**WORK INSTRUCTION**
Exactly as written, give back every record below.

**GIVEN DATA**
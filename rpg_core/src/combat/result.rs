//! BattleReport - What happened in one battle

use crate::character::LevelUp;
use crate::foe::PhaseChange;
use std::fmt;

#[derive(Debug, Clone, Copy, PartialEq, Eq)]
pub enum BattleOutcome {
    Victory,
    Defeat,
    Fled,
    /// A battle-start hook took over; nothing was fought
    Suppressed,
}

impl fmt::Display for BattleOutcome {
    fn fmt(&self, f: &mut fmt::Formatter<'_>) -> fmt::Result {
        let s = match self {
            BattleOutcome::Victory => "victory",
            BattleOutcome::Defeat => "defeat",
            BattleOutcome::Fled => "fled",
            BattleOutcome::Suppressed => "suppressed",
        };
        write!(f, "{}", s)
    }
}

/// One line of the battle log
#[derive(Debug, Clone, PartialEq)]
pub enum BattleEvent {
    PlayerAttack { damage: i32 },
    ItemUsed { item_id: String, healed: i32, mp_restored: i32 },
    Defending,
    Fled,
    FleeFailed,
    SpellDamage { spell: String, damage: i32 },
    SpellHeal { spell: String, healed: i32 },
    /// A spell effect with no mechanical impact
    SpellEffect { spell: String, effect: String },
    SpellFizzled { spell: String },
    BuffGained { name: String, duration: i32 },
    /// The choice was refused and the turn is lost
    TurnLost { reason: String },
    /// A player-turn hook handled the turn
    TurnHandled,
    CompanionStrike { companion: String, ability: Option<String>, damage: i32 },
    CompanionHeal { companion: String, healed: i32 },
    CompanionGuard { companion: String },
    EnemyAttack { damage: i32 },
    BossAbility { ability: String, damage: i32, healed: i32, stunned: bool },
    Mitigated { companion_heal: i32 },
    PhaseChange(PhaseChange),
    Regenerated { healed: i32, mp_restored: i32 },
    BuffsExpired { names: Vec<String> },
}

impl fmt::Display for BattleEvent {
    fn fmt(&self, f: &mut fmt::Formatter<'_>) -> fmt::Result {
        match self {
            BattleEvent::PlayerAttack { damage } => write!(f, "You attack for {} damage!", damage),
            BattleEvent::ItemUsed { item_id, healed, mp_restored } => {
                write!(f, "You use {}", item_id)?;
                if *healed > 0 {
                    write!(f, " and recover {} HP", healed)?;
                }
                if *mp_restored > 0 {
                    write!(f, " and recover {} MP", mp_restored)?;
                }
                write!(f, ".")
            }
            BattleEvent::Defending => write!(f, "You brace for the next blow."),
            BattleEvent::Fled => write!(f, "You successfully fled!"),
            BattleEvent::FleeFailed => write!(f, "You failed to flee!"),
            BattleEvent::SpellDamage { spell, damage } => {
                write!(f, "You cast {} for {} damage!", spell, damage)
            }
            BattleEvent::SpellHeal { spell, healed } => {
                write!(f, "You cast {} and heal {} HP!", spell, healed)
            }
            BattleEvent::SpellEffect { spell, effect } => write!(f, "{}: {}", spell, effect),
            BattleEvent::SpellFizzled { spell } => {
                write!(f, "{} fizzles; the MP is refunded.", spell)
            }
            BattleEvent::BuffGained { name, duration } => {
                write!(f, "Gained {} for {} turns.", name, duration)
            }
            BattleEvent::TurnLost { reason } => write!(f, "{} Turn lost.", reason),
            BattleEvent::TurnHandled => write!(f, "Your turn passes."),
            BattleEvent::CompanionStrike { companion, ability, damage } => match ability {
                Some(name) => write!(f, "{} uses {} for {} damage!", companion, name, damage),
                None => write!(f, "{} attacks for {} damage!", companion, damage),
            },
            BattleEvent::CompanionHeal { companion, healed } => {
                write!(f, "{} heals you for {} HP!", companion, healed)
            }
            BattleEvent::CompanionGuard { companion } => {
                write!(f, "{} helps you defend.", companion)
            }
            BattleEvent::EnemyAttack { damage } => write!(f, "The enemy hits you for {} damage!", damage),
            BattleEvent::BossAbility { ability, damage, healed, stunned } => {
                write!(f, "The boss uses {}", ability)?;
                if *damage > 0 {
                    write!(f, " for {} damage", damage)?;
                }
                if *healed > 0 {
                    write!(f, " and recovers {} HP", healed)?;
                }
                if *stunned {
                    write!(f, "; you are stunned")?;
                }
                write!(f, "!")
            }
            BattleEvent::Mitigated { companion_heal } => {
                write!(f, "Your companions soften the blow ({} HP back).", companion_heal)
            }
            BattleEvent::PhaseChange(change) => write!(f, "{}", change.description),
            BattleEvent::Regenerated { healed, mp_restored } => {
                write!(f, "Regenerated {} HP and {} MP.", healed, mp_restored)
            }
            BattleEvent::BuffsExpired { names } => write!(f, "Expired: {}", names.join(", ")),
        }
    }
}

/// Spoils of a won battle
#[derive(Debug, Clone, Default, PartialEq, Eq)]
pub struct BattleRewards {
    pub experience: u32,
    pub gold: u32,
    pub loot: Option<String>,
    /// Hp restored by companions once the fight was over
    pub post_battle_heal: i32,
}

#[derive(Debug, Clone, PartialEq)]
pub struct BattleReport {
    pub foe: String,
    pub is_boss: bool,
    pub outcome: BattleOutcome,
    pub rounds: u32,
    pub events: Vec<BattleEvent>,
    pub rewards: Option<BattleRewards>,
    pub level_ups: Vec<LevelUp>,
    pub missions_completed: Vec<String>,
    /// Area the player wakes up in after a defeat
    pub respawn_area: Option<String>,
}

impl BattleReport {
    pub fn new(foe: impl Into<String>, is_boss: bool) -> Self {
        BattleReport {
            foe: foe.into(),
            is_boss,
            outcome: BattleOutcome::Suppressed,
            rounds: 0,
            events: Vec::new(),
            rewards: None,
            level_ups: Vec::new(),
            missions_completed: Vec::new(),
            respawn_area: None,
        }
    }

    pub fn push(&mut self, event: BattleEvent) {
        self.events.push(event);
    }

    /// Total damage the player dealt, from any source
    pub fn damage_dealt(&self) -> i32 {
        self.events
            .iter()
            .map(|e| match e {
                BattleEvent::PlayerAttack { damage }
                | BattleEvent::SpellDamage { damage, .. }
                | BattleEvent::CompanionStrike { damage, .. } => *damage,
                _ => 0,
            })
            .sum()
    }

    /// Total hp the player lost to the foe
    pub fn damage_taken(&self) -> i32 {
        self.events
            .iter()
            .map(|e| match e {
                BattleEvent::EnemyAttack { damage } | BattleEvent::BossAbility { damage, .. } => {
                    *damage
                }
                _ => 0,
            })
            .sum()
    }

    pub fn summary(&self) -> String {
        let mut parts = vec![format!("{} vs {}", self.outcome, self.foe)];

        if self.rounds > 0 {
            parts.push(format!("{} rounds", self.rounds));
        }

        if let Some(ref rewards) = self.rewards {
            parts.push(format!("+{} exp", rewards.experience));
            parts.push(format!("+{} gold", rewards.gold));
            if let Some(ref loot) = rewards.loot {
                parts.push(format!("loot: {}", loot));
            }
        }

        if let Some(last) = self.level_ups.last() {
            parts.push(format!("reached level {}", last.level));
        }

        if let Some(ref area) = self.respawn_area {
            parts.push(format!("respawned in {}", area));
        }

        parts.join(", ")
    }
}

**EXERCISE OUTPUT**
filename rpg_core/src/combat/result.rs
//! BattleReport - What happened in one battle

use crate::character::LevelUp;
use crate::foe::PhaseChange;
use std::fmt;

#[derive(Debug, Clone, Copy, PartialEq, Eq)]
pub enum BattleOutcome {
    Victory,
    Defeat,
    Fled,
    /// A battle-start hook took over; nothing was fought
    Suppressed,
}

impl fmt::Display for BattleOutcome {
    fn fmt(&self, f: &mut fmt::Formatter<'_>) -> fmt::Result {
        let s = match self {
            BattleOutcome::Victory => "victory",
            BattleOutcome::Defeat => "defeat",
            BattleOutcome::Fled => "fled",
            BattleOutcome::Suppressed => "suppressed",
        };
        write!(f, "{}", s)
    }
}

/// One line of the battle log
#[derive(Debug, Clone, PartialEq)]
pub enum BattleEvent {
    PlayerAttack { damage: i32 },
    ItemUsed { item_id: String, healed: i32, mp_restored: i32 },
    Defending,
    Fled,
    FleeFailed,
    SpellDamage { spell: String, damage: i32 },
    SpellHeal { spell: String, healed: i32 },
    /// A spell effect with no mechanical impact
    SpellEffect { spell: String, effect: String },
    SpellFizzled { spell: String },
    BuffGained { name: String, duration: i32 },
    /// The choice was refused and the turn is lost
    TurnLost { reason: String },
    /// A player-turn hook handled the turn
    TurnHandled,
    CompanionStrike { companion: String, ability: Option<String>, damage: i32 },
    CompanionHeal { companion: String, healed: i32 },
    CompanionGuard { companion: String },
    EnemyAttack { damage: i32 },
    BossAbility { ability: String, damage: i32, healed: i32, stunned: bool },
    Mitigated { companion_heal: i32 },
    PhaseChange(PhaseChange),
    Regenerated { healed: i32, mp_restored: i32 },
    BuffsExpired { names: Vec<String> },
}

impl fmt::Display for BattleEvent {
    fn fmt(&self, f: &mut fmt::Formatter<'_>) -> fmt::Result {
        match self {
            BattleEvent::PlayerAttack { damage } => write!(f, "You attack for {} damage!", damage),
            BattleEvent::ItemUsed { item_id, healed, mp_restored } => {
                write!(f, "You use {}", item_id)?;
                if *healed > 0 {
                    write!(f, " and recover {} HP", healed)?;
                }
                if *mp_restored > 0 {
                    write!(f, " and recover {} MP", mp_restored)?;
                }
                write!(f, ".")
            }
            BattleEvent::Defending => write!(f, "You brace for the next blow."),
            BattleEvent::Fled => write!(f, "You successfully fled!"),
            BattleEvent::FleeFailed => write!(f, "You failed to flee!"),
            BattleEvent::SpellDamage { spell, damage } => {
                write!(f, "You cast {} for {} damage!", spell, damage)
            }
            BattleEvent::SpellHeal { spell, healed } => {
                write!(f, "You cast {} and heal {} HP!", spell, healed)
            }
            BattleEvent::SpellEffect { spell, effect } => write!(f, "{}: {}", spell, effect),
            BattleEvent::SpellFizzled { spell } => {
                write!(f, "{} fizzles; the MP is refunded.", spell)
            }
            BattleEvent::BuffGained { name, duration } => {
                write!(f, "Gained {} for {} turns.", name, duration)
            }
            BattleEvent::TurnLost { reason } => write!(f, "{} Turn lost.", reason),
            BattleEvent::TurnHandled => write!(f, "Your turn passes."),
            BattleEvent::CompanionStrike { companion, ability, damage } => match ability {
                Some(name) => write!(f, "{} uses {} for {} damage!", companion, name, damage),
                None => write!(f, "{} attacks for {} damage!", companion, damage),
            },
            BattleEvent::CompanionHeal { companion, healed } => {
                write!(f, "{} heals you for {} HP!", companion, healed)
            }
            BattleEvent::CompanionGuard { companion } => {
                write!(f, "{} helps you defend.", companion)
            }
            BattleEvent::EnemyAttack { damage } => write!(f, "The enemy hits you for {} damage!", damage),
            BattleEvent::BossAbility { ability, damage, healed, stunned } => {
                write!(f, "The boss uses {}", ability)?;
                if *damage > 0 {
                    write!(f, " for {} damage", damage)?;
                }
                if *healed > 0 {
                    write!(f, " and recovers {} HP", healed)?;
                }
                if *stunned {
                    write!(f, "; you are stunned")?;
                }
                write!(f, "!")
            }
            BattleEvent::Mitigated { companion_heal } => {
                write!(f, "Your companions soften the blow ({} HP back).", companion_heal)
            }
            BattleEvent::PhaseChange(change) => write!(f, "{}", change.description),
            BattleEvent::Regenerated { healed, mp_restored } => {
                write!(f, "Regenerated {} HP and {} MP.", healed, mp_restored)
            }
            BattleEvent::BuffsExpired { names } => write!(f, "Expired: {}", names.join(", ")),
        }
    }
}

/// Spoils of a won battle
#[derive(Debug, Clone, Default, PartialEq, Eq)]
pub struct BattleRewards {
    pub experience: u32,
    pub gold: u32,
    pub loot: Option<String>,
    /// Hp restored by companions once the fight was over
    pub post_battle_heal: i32,
}

#[derive(Debug, Clone, PartialEq)]
pub struct BattleReport {
    pub foe: String,
    pub is_boss: bool,
    pub outcome: BattleOutcome,
    pub rounds: u32,
    pub events: Vec<BattleEvent>,
    pub rewards: Option<BattleRewards>,
    pub level_ups: Vec<LevelUp>,
    pub missions_completed: Vec<String>,
    /// Area the player wakes up in after a defeat
    pub respawn_area: Option<String>,
}

impl BattleReport {
    pub fn new(foe: impl Into<String>, is_boss: bool) -> Self {
        BattleReport {
            foe: foe.into(),
            is_boss,
            outcome: BattleOutcome::Suppressed,
            rounds: 0,
            events: Vec::new(),
            rewards: None,
            level_ups: Vec::new(),
            missions_completed: Vec::new(),
            respawn_area: None,
        }
    }

    pub fn push(&mut self, event: BattleEvent) {
        self.events.push(event);
    }

    /// Total damage the player dealt, from any source
    pub fn damage_dealt(&self) -> i32 {
        self.events
            .iter()
            .map(|e| match e {
                BattleEvent::PlayerAttack { damage }
                | BattleEvent::SpellDamage { damage, .. }
                | BattleEvent::CompanionStrike { damage, .. } => *damage,
                _ => 0,
            })
            .sum()
    }

    /// Total hp the player lost to the foe
    pub fn damage_taken(&self) -> i32 {
        self.events
            .iter()
            .map(|e| match e {
                BattleEvent::EnemyAttack { damage } | BattleEvent::BossAbility { damage, .. } => {
                    *damage
                }
                _ => 0,
            })
            .sum()
    }

    pub fn summary(&self) -> String {
        let mut parts = vec![format!("{} vs {}", self.outcome, self.foe)];

        if self.rounds > 0 {
            parts.push(format!("{} rounds", self.rounds));
        }

        if let Some(ref rewards) = self.rewards {
            parts.push(format!("+{} exp", rewards.experience));
            parts.push(format!("+{} gold", rewards.gold));
            if let Some(ref loot) = rewards.loot {
                parts.push(format!("loot: {}", loot));
            }
        }

        if let Some(last) = self.level_ups.last() {
            parts.push(format!("reached level {}", last.level));
        }

        if let Some(ref area) = self.respawn_area {
            parts.push(format!("respawned in {}", area));
        }

        parts.join(", ")
    }
}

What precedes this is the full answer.